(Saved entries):
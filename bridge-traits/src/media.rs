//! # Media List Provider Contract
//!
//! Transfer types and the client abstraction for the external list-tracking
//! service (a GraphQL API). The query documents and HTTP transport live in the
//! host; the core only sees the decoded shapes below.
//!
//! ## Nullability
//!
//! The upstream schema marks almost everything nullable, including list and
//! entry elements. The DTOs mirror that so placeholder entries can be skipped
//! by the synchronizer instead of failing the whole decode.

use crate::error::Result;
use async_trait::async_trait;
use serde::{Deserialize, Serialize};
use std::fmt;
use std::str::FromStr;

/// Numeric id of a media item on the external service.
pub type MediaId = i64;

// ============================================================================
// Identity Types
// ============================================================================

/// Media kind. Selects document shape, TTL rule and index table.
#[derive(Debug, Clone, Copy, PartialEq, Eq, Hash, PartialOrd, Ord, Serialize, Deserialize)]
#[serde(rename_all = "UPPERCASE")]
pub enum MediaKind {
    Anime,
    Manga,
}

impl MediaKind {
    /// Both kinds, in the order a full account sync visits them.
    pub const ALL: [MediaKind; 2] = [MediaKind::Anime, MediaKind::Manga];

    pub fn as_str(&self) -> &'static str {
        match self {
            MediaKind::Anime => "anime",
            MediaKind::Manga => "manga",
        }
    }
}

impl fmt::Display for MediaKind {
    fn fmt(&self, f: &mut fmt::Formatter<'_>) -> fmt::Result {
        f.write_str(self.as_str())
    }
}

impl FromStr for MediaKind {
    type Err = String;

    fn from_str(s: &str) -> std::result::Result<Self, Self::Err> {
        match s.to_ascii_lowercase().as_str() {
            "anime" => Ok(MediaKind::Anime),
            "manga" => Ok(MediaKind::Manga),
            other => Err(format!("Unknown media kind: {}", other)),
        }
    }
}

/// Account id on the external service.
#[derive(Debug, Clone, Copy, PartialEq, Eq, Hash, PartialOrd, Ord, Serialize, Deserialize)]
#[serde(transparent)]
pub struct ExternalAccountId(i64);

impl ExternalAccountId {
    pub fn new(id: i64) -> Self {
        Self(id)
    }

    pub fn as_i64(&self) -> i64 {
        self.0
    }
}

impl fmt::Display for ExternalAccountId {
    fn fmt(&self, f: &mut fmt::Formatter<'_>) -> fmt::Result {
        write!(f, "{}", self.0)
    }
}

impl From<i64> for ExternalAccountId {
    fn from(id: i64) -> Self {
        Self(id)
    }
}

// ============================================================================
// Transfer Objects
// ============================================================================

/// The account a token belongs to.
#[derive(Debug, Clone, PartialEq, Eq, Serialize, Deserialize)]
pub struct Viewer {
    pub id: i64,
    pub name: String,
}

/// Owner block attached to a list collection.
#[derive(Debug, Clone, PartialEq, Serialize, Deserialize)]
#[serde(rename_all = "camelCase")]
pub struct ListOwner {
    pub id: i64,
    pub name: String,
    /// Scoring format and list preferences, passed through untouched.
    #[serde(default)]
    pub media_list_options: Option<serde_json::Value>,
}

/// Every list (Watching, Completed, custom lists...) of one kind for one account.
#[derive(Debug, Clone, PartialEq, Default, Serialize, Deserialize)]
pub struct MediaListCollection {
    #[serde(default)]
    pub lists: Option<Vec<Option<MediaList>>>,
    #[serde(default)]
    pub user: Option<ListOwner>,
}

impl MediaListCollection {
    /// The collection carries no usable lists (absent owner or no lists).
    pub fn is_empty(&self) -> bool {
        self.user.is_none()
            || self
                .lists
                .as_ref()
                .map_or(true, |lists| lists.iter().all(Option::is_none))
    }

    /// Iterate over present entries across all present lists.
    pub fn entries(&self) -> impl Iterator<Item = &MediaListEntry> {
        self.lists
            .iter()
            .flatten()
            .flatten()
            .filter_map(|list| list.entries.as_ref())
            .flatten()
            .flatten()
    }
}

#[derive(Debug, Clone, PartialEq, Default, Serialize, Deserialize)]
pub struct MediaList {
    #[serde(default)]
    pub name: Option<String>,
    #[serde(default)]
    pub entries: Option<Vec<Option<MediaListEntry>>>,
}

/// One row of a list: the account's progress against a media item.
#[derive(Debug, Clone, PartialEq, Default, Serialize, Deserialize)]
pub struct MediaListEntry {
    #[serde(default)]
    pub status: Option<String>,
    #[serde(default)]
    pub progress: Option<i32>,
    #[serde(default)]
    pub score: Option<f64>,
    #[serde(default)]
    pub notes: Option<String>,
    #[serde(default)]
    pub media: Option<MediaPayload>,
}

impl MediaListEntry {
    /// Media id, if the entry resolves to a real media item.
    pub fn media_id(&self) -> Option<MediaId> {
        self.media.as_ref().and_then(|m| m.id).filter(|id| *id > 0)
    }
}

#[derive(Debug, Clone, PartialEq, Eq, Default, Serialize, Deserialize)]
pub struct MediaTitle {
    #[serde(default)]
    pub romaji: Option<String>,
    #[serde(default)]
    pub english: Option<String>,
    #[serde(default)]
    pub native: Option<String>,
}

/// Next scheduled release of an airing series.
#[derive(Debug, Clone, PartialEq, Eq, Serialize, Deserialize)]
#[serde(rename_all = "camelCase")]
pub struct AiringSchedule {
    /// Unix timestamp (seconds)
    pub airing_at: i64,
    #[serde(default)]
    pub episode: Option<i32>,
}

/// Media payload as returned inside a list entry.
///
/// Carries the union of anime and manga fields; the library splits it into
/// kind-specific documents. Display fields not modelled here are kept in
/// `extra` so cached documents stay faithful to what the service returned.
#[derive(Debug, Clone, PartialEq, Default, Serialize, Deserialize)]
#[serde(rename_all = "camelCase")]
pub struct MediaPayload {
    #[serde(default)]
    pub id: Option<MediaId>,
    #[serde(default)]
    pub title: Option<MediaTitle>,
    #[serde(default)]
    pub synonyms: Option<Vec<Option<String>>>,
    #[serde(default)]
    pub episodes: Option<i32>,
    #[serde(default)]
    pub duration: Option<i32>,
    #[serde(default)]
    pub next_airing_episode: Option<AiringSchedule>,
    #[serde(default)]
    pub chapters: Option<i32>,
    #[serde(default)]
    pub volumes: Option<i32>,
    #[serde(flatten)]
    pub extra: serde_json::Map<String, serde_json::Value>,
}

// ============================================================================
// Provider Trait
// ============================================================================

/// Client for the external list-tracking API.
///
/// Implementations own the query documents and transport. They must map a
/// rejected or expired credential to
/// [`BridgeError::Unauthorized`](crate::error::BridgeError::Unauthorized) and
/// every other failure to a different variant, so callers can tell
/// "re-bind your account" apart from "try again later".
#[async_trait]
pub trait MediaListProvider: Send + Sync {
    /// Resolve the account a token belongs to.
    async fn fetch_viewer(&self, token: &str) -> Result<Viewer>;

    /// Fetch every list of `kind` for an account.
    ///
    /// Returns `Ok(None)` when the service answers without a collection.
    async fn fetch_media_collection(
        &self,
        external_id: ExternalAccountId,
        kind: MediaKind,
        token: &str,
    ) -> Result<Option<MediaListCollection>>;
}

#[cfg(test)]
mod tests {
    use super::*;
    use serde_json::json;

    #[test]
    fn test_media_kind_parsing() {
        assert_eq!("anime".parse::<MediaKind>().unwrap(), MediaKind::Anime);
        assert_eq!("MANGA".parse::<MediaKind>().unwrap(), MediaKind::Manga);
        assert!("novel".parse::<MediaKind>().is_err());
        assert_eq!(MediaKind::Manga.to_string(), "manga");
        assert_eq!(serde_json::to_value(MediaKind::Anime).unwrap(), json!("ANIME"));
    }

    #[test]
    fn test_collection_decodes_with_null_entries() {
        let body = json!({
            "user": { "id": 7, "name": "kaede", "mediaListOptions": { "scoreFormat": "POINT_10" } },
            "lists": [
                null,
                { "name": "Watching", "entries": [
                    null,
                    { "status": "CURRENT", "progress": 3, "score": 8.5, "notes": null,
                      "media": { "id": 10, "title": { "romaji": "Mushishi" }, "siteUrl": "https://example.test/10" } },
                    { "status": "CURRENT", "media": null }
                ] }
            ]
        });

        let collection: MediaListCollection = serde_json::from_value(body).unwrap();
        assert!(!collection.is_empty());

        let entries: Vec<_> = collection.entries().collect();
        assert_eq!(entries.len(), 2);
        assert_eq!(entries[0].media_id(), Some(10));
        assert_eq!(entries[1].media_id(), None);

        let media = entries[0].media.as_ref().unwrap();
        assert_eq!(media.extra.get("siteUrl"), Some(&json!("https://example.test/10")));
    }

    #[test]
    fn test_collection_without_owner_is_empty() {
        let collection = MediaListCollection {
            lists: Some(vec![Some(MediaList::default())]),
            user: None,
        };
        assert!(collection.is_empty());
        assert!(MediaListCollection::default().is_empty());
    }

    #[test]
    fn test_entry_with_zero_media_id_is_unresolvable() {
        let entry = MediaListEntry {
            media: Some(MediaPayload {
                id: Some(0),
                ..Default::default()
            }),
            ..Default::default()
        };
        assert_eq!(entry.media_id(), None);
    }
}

(Problem to solve):
Find every line above that contains the word "Watching", and return each one.

(Your solution):
/// Every list (Watching, Completed, custom lists...) of one kind for one account.
                { "name": "Watching", "entries": [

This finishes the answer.